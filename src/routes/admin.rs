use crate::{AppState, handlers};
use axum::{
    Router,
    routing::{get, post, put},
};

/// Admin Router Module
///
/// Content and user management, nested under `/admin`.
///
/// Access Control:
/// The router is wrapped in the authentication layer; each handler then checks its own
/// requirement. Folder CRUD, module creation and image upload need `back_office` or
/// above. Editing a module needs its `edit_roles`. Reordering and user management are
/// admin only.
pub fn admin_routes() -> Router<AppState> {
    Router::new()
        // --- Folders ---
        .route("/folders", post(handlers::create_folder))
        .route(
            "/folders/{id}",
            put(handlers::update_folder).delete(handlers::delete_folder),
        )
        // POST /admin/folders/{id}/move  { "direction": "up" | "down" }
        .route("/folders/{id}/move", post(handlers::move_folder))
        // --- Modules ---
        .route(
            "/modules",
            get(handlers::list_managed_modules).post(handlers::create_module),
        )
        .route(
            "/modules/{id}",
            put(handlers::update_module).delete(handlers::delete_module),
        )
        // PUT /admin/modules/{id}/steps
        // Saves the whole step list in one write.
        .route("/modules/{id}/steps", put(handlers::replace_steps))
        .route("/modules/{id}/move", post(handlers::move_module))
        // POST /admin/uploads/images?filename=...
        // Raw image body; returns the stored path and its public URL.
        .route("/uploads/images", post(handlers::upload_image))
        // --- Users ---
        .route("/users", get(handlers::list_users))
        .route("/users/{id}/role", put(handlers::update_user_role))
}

# Task instructions:
Print the lines of the entries, exactly, from the one containing "in one write." down to the final line, and leave out all the others.

# Task result:
        // Saves the whole step list in one write.
        .route("/modules/{id}/steps", put(handlers::replace_steps))
        .route("/modules/{id}/move", post(handlers::move_module))
        // POST /admin/uploads/images?filename=...
        // Raw image body; returns the stored path and its public URL.
        .route("/uploads/images", post(handlers::upload_image))
        // --- Users ---
        .route("/users", get(handlers::list_users))
        .route("/users/{id}/role", put(handlers::update_user_role))
}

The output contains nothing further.